Wed. Jun 7th, 2023

nc structured settlement protection act

North Carolina Structured Settlement Protection Act

A structured settlement provides periodic payments over time for injury victims and their dependents. They are especially helpful when the victim has suffered a serious and permanent injury, known as a catastrophic injury.

These structured settlements are a key component of successful compensation claims and have long been encouraged by plaintiff attorneys, state attorneys general, legislators and disability advocates. Despite the fact that they have a long history of success, some structured settlements are being used by unscrupulous parties to take advantage of the victims and their families.

What is a Structured Settlement?

A structured settlement is a series of fixed payments that are issued to a plaintiff after they win or settle a personal injury lawsuit. Instead of receiving a lump sum, the plaintiff receives a series of regular payments from an insurance company over time.

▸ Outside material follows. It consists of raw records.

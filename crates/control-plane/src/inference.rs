//! Schema inference over JSON payloads.
//!
//! Turns an exemplar payload (a trigger sample, an action's last output)
//! into the flat `dot.path -> type` map that the configuration editor offers
//! as template variables.

use serde::{Deserialize, Serialize};
use serde_json::Value;
use std::collections::BTreeMap;

use crate::db::models::TemplateVariable;

pub const DEFAULT_MAX_DEPTH: usize = 16;

#[derive(Debug, Clone, Copy, PartialEq, Eq, Hash, Serialize, Deserialize)]
#[serde(rename_all = "lowercase")]
pub enum PrimitiveType {
    String,
    Number,
    Boolean,
    Null,
    Array,
    Object,
}

impl PrimitiveType {
    pub fn of(value: &Value) -> Self {
        match value {
            Value::String(_) => PrimitiveType::String,
            Value::Number(_) => PrimitiveType::Number,
            Value::Bool(_) => PrimitiveType::Boolean,
            Value::Null => PrimitiveType::Null,
            Value::Array(_) => PrimitiveType::Array,
            Value::Object(_) => PrimitiveType::Object,
        }
    }

    pub fn as_str(&self) -> &'static str {
        match self {
            PrimitiveType::String => "string",
            PrimitiveType::Number => "number",
            PrimitiveType::Boolean => "boolean",
            PrimitiveType::Null => "null",
            PrimitiveType::Array => "array",
            PrimitiveType::Object => "object",
        }
    }
}

pub type Schema = BTreeMap<String, PrimitiveType>;

fn join(prefix: &str, segment: &str) -> String {
    if prefix.is_empty() {
        segment.to_string()
    } else {
        format!("{prefix}.{segment}")
    }
}

/// Infer the leaf schema of `payload`.
///
/// Homogeneous arrays are described under `path.0` by merging the keys of
/// every element; mixed arrays list every element. Empty containers and containers below
/// the depth limit are reported as `array`/`object`. A primitive payload is
/// reported under the empty path.
pub fn infer(payload: &Value) -> Schema {
    infer_with_depth(payload, DEFAULT_MAX_DEPTH)
}

pub fn infer_with_depth(payload: &Value, max_depth: usize) -> Schema {
    let mut schema = Schema::new();
    infer_into(payload, "", 0, max_depth, &mut schema);
    schema
}

fn infer_into(value: &Value, path: &str, depth: usize, max_depth: usize, out: &mut Schema) {
    match value {
        Value::Object(map) if !map.is_empty() && depth < max_depth => {
            for (key, item) in map {
                infer_into(item, &join(path, key), depth + 1, max_depth, out);
            }
        }
        Value::Array(items) if !items.is_empty() && depth < max_depth => {
            let first = PrimitiveType::of(&items[0]);
            if items.iter().all(|item| PrimitiveType::of(item) == first) {
                let element_path = join(path, "0");
                for item in items {
                    let mut element = Schema::new();
                    infer_into(item, &element_path, depth + 1, max_depth, &mut element);
                    for (key, value_type) in element {
                        let slot = out.entry(key).or_insert(value_type);
                        if *slot == PrimitiveType::Null {
                            *slot = value_type;
                        }
                    }
                }
            } else {
                for (index, item) in items.iter().enumerate() {
                    infer_into(item, &join(path, &index.to_string()), depth + 1, max_depth, out);
                }
            }
        }
        other => {
            out.insert(path.to_string(), PrimitiveType::of(other));
        }
    }
}

/// Every leaf path of `payload` with its value, including every array
/// element.
pub fn flatten(payload: &Value) -> BTreeMap<String, Value> {
    let mut out = BTreeMap::new();
    flatten_into(payload, "", 0, &mut out);
    out
}

fn flatten_into(value: &Value, path: &str, depth: usize, out: &mut BTreeMap<String, Value>) {
    match value {
        Value::Object(map) if !map.is_empty() && depth < DEFAULT_MAX_DEPTH => {
            for (key, item) in map {
                flatten_into(item, &join(path, key), depth + 1, out);
            }
        }
        Value::Array(items) if !items.is_empty() && depth < DEFAULT_MAX_DEPTH => {
            for (index, item) in items.iter().enumerate() {
                flatten_into(item, &join(path, &index.to_string()), depth + 1, out);
            }
        }
        other => {
            out.insert(path.to_string(), other.clone());
        }
    }
}

fn variables_of(prefix: &str, source: &str, sample: &Value, out: &mut Vec<TemplateVariable>) {
    for (path, value_type) in infer(sample) {
        out.push(TemplateVariable {
            name: if path.is_empty() {
                prefix.to_string()
            } else {
                join(prefix, &path)
            },
            value_type: value_type.as_str().to_string(),
            source: source.to_string(),
        });
    }
}

/// Variables available to an action: `trigger.<path>` from the trigger
/// sample and `<position>.<path>` from the samples of earlier actions.
pub fn available_variables(
    trigger_sample: Option<&Value>,
    earlier: &[(i32, &Value)],
) -> Vec<TemplateVariable> {
    let mut out = Vec::new();
    if let Some(sample) = trigger_sample {
        variables_of("trigger", "trigger", sample, &mut out);
    }
    for (position, sample) in earlier {
        let prefix = position.to_string();
        variables_of(&prefix, &prefix, sample, &mut out);
    }
    out
}

/// Collapse every array index after the root to `0`, so `items.3.sku`
/// matches the `items.0.sku` an inferred schema lists.
fn index_insensitive(name: &str) -> String {
    name.split('.')
        .enumerate()
        .map(|(i, segment)| {
            if i > 0 && !segment.is_empty() && segment.bytes().all(|b| b.is_ascii_digit()) {
                "0"
            } else {
                segment
            }
        })
        .collect::<Vec<_>>()
        .join(".")
}

/// Whether `name` is a known variable or a container above one. Any
/// numeric index is accepted where the schema has an array element.
pub fn is_known_variable(variables: &[TemplateVariable], name: &str) -> bool {
    let name = index_insensitive(name);
    let container = format!("{name}.");
    variables.iter().any(|v| {
        let known = index_insensitive(&v.name);
        known == name || known.starts_with(&container)
    })
}

#[cfg(test)]
mod tests {
    use super::*;
    use serde_json::json;

    #[test]
    fn test_infer_nested() {
        let schema = infer(&json!({
            "member": {"email": "jane@example.com", "vip": true},
            "amount": 4900,
            "coupon": null,
            "meta": {},
            "notes": []
        }));
        assert_eq!(schema["member.email"], PrimitiveType::String);
        assert_eq!(schema["member.vip"], PrimitiveType::Boolean);
        assert_eq!(schema["amount"], PrimitiveType::Number);
        assert_eq!(schema["coupon"], PrimitiveType::Null);
        assert_eq!(schema["meta"], PrimitiveType::Object);
        assert_eq!(schema["notes"], PrimitiveType::Array);
        assert!(!schema.contains_key("member"));
    }

    #[test]
    fn test_infer_arrays() {
        let schema = infer(&json!({
            "items": [{"sku": "A"}, {"sku": "B"}],
            "mixed": ["a", 1]
        }));
        assert_eq!(schema["items.0.sku"], PrimitiveType::String);
        assert!(!schema.contains_key("items.1.sku"));
        assert_eq!(schema["mixed.0"], PrimitiveType::String);
        assert_eq!(schema["mixed.1"], PrimitiveType::Number);
    }

    #[test]
    fn test_infer_merges_array_element_keys() {
        let schema = infer(&json!({
            "items": [
                {"sku": "A", "coupon": null},
                {"sku": "B", "gift": true, "coupon": "SAVE5"}
            ]
        }));
        assert_eq!(schema["items.0.sku"], PrimitiveType::String);
        assert_eq!(schema["items.0.gift"], PrimitiveType::Boolean);
        assert_eq!(schema["items.0.coupon"], PrimitiveType::String);
        assert_eq!(schema.len(), 3);
    }

    #[test]
    fn test_known_variable_accepts_any_index() {
        let trigger = json!({"items": [{"sku": "A"}, {"sku": "B"}]});
        let first = json!({"id": 7});
        let vars = available_variables(Some(&trigger), &[(1, &first)]);

        assert!(is_known_variable(&vars, "trigger.items.1.sku"));
        assert!(is_known_variable(&vars, "trigger.items.12"));
        assert!(!is_known_variable(&vars, "trigger.items.1.name"));
        assert!(is_known_variable(&vars, "1.id"));
        assert!(!is_known_variable(&vars, "2.id"));
    }

    #[test]
    fn test_infer_depth_limit() {
        let mut payload = json!("leaf");
        for _ in 0..20 {
            payload = json!({ "n": payload });
        }
        let schema = infer(&payload);
        assert_eq!(schema.len(), 1);
        let (path, value_type) = schema.iter().next().unwrap();
        assert_eq!(path.split('.').count(), DEFAULT_MAX_DEPTH);
        assert_eq!(*value_type, PrimitiveType::Object);
    }

    #[test]
    fn test_infer_primitive_root() {
        let schema = infer(&json!("ok"));
        assert_eq!(schema[""], PrimitiveType::String);
    }

    #[test]
    fn test_flatten() {
        let flat = flatten(&json!({"items": [{"sku": "A"}, {"sku": "B"}], "total": 2}));
        assert_eq!(flat["items.0.sku"], json!("A"));
        assert_eq!(flat["items.1.sku"], json!("B"));
        assert_eq!(flat["total"], json!(2));
    }

    #[test]
    fn test_available_variables() {
        let trigger = json!({"member": {"email": "jane@example.com"}});
        let first = json!({"id": 7});
        let vars = available_variables(Some(&trigger), &[(1, &first)]);
        let names: Vec<&str> = vars.iter().map(|v| v.name.as_str()).collect();
        assert_eq!(names, vec!["trigger.member.email", "1.id"]);
        assert_eq!(vars[1].source, "1");
        assert_eq!(vars[1].value_type, "number");

        assert!(is_known_variable(&vars, "trigger.member"));
        assert!(is_known_variable(&vars, "1.id"));
        assert!(!is_known_variable(&vars, "trigger.mem"));
    }
}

Using a Structured Settlement offers several benefits to the plaintiff and their attorney. The primary benefit is that it makes it more difficult for the plaintiff to squander their settlement money.

This is a problem that many people face when they receive a large sum of cash. Once others find out that you are getting money from a lawsuit, they may try to take advantage of you. If you receive your settlement as a structured payment, it is harder to do this because you cannot spend the funds until they are received by you.

Another benefit of a structured settlement is that the earnings from it are tax-free. This is because the U.S. Congress passed a number of regulations aimed at protecting injured victims from paying taxes on their settlements.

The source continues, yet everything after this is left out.